Cluster sampling is less statistically precise than simple random sampling with the same number of participants. The reason is straightforward: people who live in the same neighborhood, attend the same school, or visit the same clinic tend to resemble each other. That similarity means your data points aren’t fully independent, which reduces the effective power of your sample.

This similarity is measured by something called the intracluster correlation coefficient (ICC). It ranges from 0 to 1. An ICC of 0 means people within clusters are no more alike than people across the entire population, and your cluster design loses nothing compared to random sampling. An ICC of 1 means everyone in a cluster gives identical responses, and your effective sample size shrinks to just the number of clusters, no matter how many people you interview within each one.

In most real-world studies, the ICC is small but not zero. Even a small ICC, though, can meaningfully reduce your statistical power when clusters are large. This is captured by the design effect formula:

Design Effect = 1 + (n – 1) × ICC

Here, n is the number of individuals per cluster. If you sample 50 people per cluster and the ICC is 0.05, your design effect is 3.45. That means you’d need roughly 3.5 times as many total participants as you would with simple random sampling to achieve the same precision. You’re trading statistical efficiency for practical feasibility.

When Cluster Sampling Is Not Appropriate

If you already have a complete list of your population and can easily reach a random selection of individuals, simple random or stratified sampling will give you better precision for the same sample size. Cluster sampling introduces unnecessary imprecision when the logistical problems it solves don’t actually exist.

It’s also a poor fit when clusters are very homogeneous. If everyone within a given school, clinic, or village is similar on the trait you’re measuring, each cluster adds little new information. You’d need a very large number of clusters to compensate, which may erase the cost savings that motivated the design in the first place.

Cluster sizes that vary dramatically also create problems. When some clusters are much larger than others, using the average cluster size to plan your sample will underestimate how many participants you need. Researchers generally recommend adjusting for this when the variation in cluster size is large, specifically when the standard deviation of cluster size divided by the mean cluster size exceeds 0.23.

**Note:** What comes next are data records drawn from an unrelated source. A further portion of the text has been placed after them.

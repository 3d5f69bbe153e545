use std::mem;

use zerocopy::{AsBytes, FromBytes, FromZeroes};

use crate::fs::{INDIRECT_ENTRIES, NUM_DIRECT};
use crate::io::BlockNumber;

/// On-disk inode record, one per inode-zone block. `blocks` holds 13 direct
/// pointers plus the indirect block pointer in the last slot. A pointer of 0
/// means unallocated; block 0 is the bitmap, so no file data can ever live
/// there and 0 is safe as a sentinel.
#[repr(C)]
#[derive(FromZeroes, FromBytes, AsBytes, Clone, Copy, Debug)]
pub struct Inode {
    /// File length in bytes.
    pub size: u32,
    blocks: [u16; NUM_DIRECT + 1],
}

impl Inode {
    pub fn empty() -> Self {
        Self {
            size: 0,
            blocks: [0; NUM_DIRECT + 1],
        }
    }

    pub fn parse(buf: &[u8]) -> Option<Self> {
        Self::read_from(buf.get(..mem::size_of::<Self>())?)
    }

    /// Direct pointer `i`, or `None` while unallocated.
    pub fn direct(&self, i: usize) -> Option<BlockNumber> {
        assert!(i < NUM_DIRECT);
        match self.blocks[i] {
            0 => None,
            n => Some(n as BlockNumber),
        }
    }

    pub fn set_direct(&mut self, i: usize, blocknr: BlockNumber) {
        assert!(i < NUM_DIRECT);
        self.blocks[i] = blocknr as u16;
    }

    /// The indirect block pointer, or `None` while the file still fits in
    /// its direct blocks.
    pub fn indirect(&self) -> Option<BlockNumber> {
        match self.blocks[NUM_DIRECT] {
            0 => None,
            n => Some(n as BlockNumber),
        }
    }

    pub fn set_indirect(&mut self, blocknr: BlockNumber) {
        self.blocks[NUM_DIRECT] = blocknr as u16;
    }
}

/// A data-zone block holding further block pointers, referenced by the
/// inode's 14th slot. Extends a file past its 13 direct blocks; a zero entry
/// ends the populated prefix. Occupies exactly one block.
#[repr(C)]
#[derive(FromZeroes, FromBytes, AsBytes, Clone, Copy, Debug)]
pub struct IndirectBlock {
    entries: [u16; INDIRECT_ENTRIES],
}

impl IndirectBlock {
    pub fn empty() -> Self {
        Self {
            entries: [0; INDIRECT_ENTRIES],
        }
    }

    pub fn parse(buf: &[u8]) -> Option<Self> {
        Self::read_from(buf.get(..mem::size_of::<Self>())?)
    }

    pub fn entry(&self, i: usize) -> Option<BlockNumber> {
        assert!(i < INDIRECT_ENTRIES);
        match self.entries[i] {
            0 => None,
            n => Some(n as BlockNumber),
        }
    }

    pub fn set_entry(&mut self, i: usize, blocknr: BlockNumber) {
        assert!(i < INDIRECT_ENTRIES);
        self.entries[i] = blocknr as u16;
    }

    /// The populated prefix of the pointer table, in traversal order.
    pub fn populated(&self) -> impl Iterator<Item = BlockNumber> + '_ {
        self.entries
            .iter()
            .take_while(|&&e| e != 0)
            .map(|&e| e as BlockNumber)
    }
}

One-Stage vs. Two-Stage Designs

In one-stage cluster sampling, you randomly select clusters and then include every individual within each selected cluster. This is simpler to execute but can result in very large samples if clusters contain many people.

In two-stage cluster sampling, you randomly select clusters first, then randomly sample individuals within each chosen cluster. This gives you more control over your total sample size and is the more common approach in large surveys. Multi-stage designs extend this further, selecting progressively smaller units: first regions, then districts within regions, then households within districts.

The WHO vaccination surveys, for example, use a two-stage approach: first selecting clusters of communities, then sampling eligible children within those communities. This balances coverage across a country with a manageable workload at each site.

Practical Checklist

Cluster sampling is most appropriate when several of these conditions are true:

No individual-level sampling frame exists, but a list of groups or locations is available
The population is geographically dispersed, making it expensive to reach randomly selected individuals
Budget or time constraints require concentrating data collection in fewer locations
Natural groupings exist (schools, clinics, villages, city blocks) that are internally diverse
You can increase your total sample size to compensate for the design effect

When these conditions align, cluster sampling isn’t just appropriate. It’s often the only realistic way to study a large population with limited resources.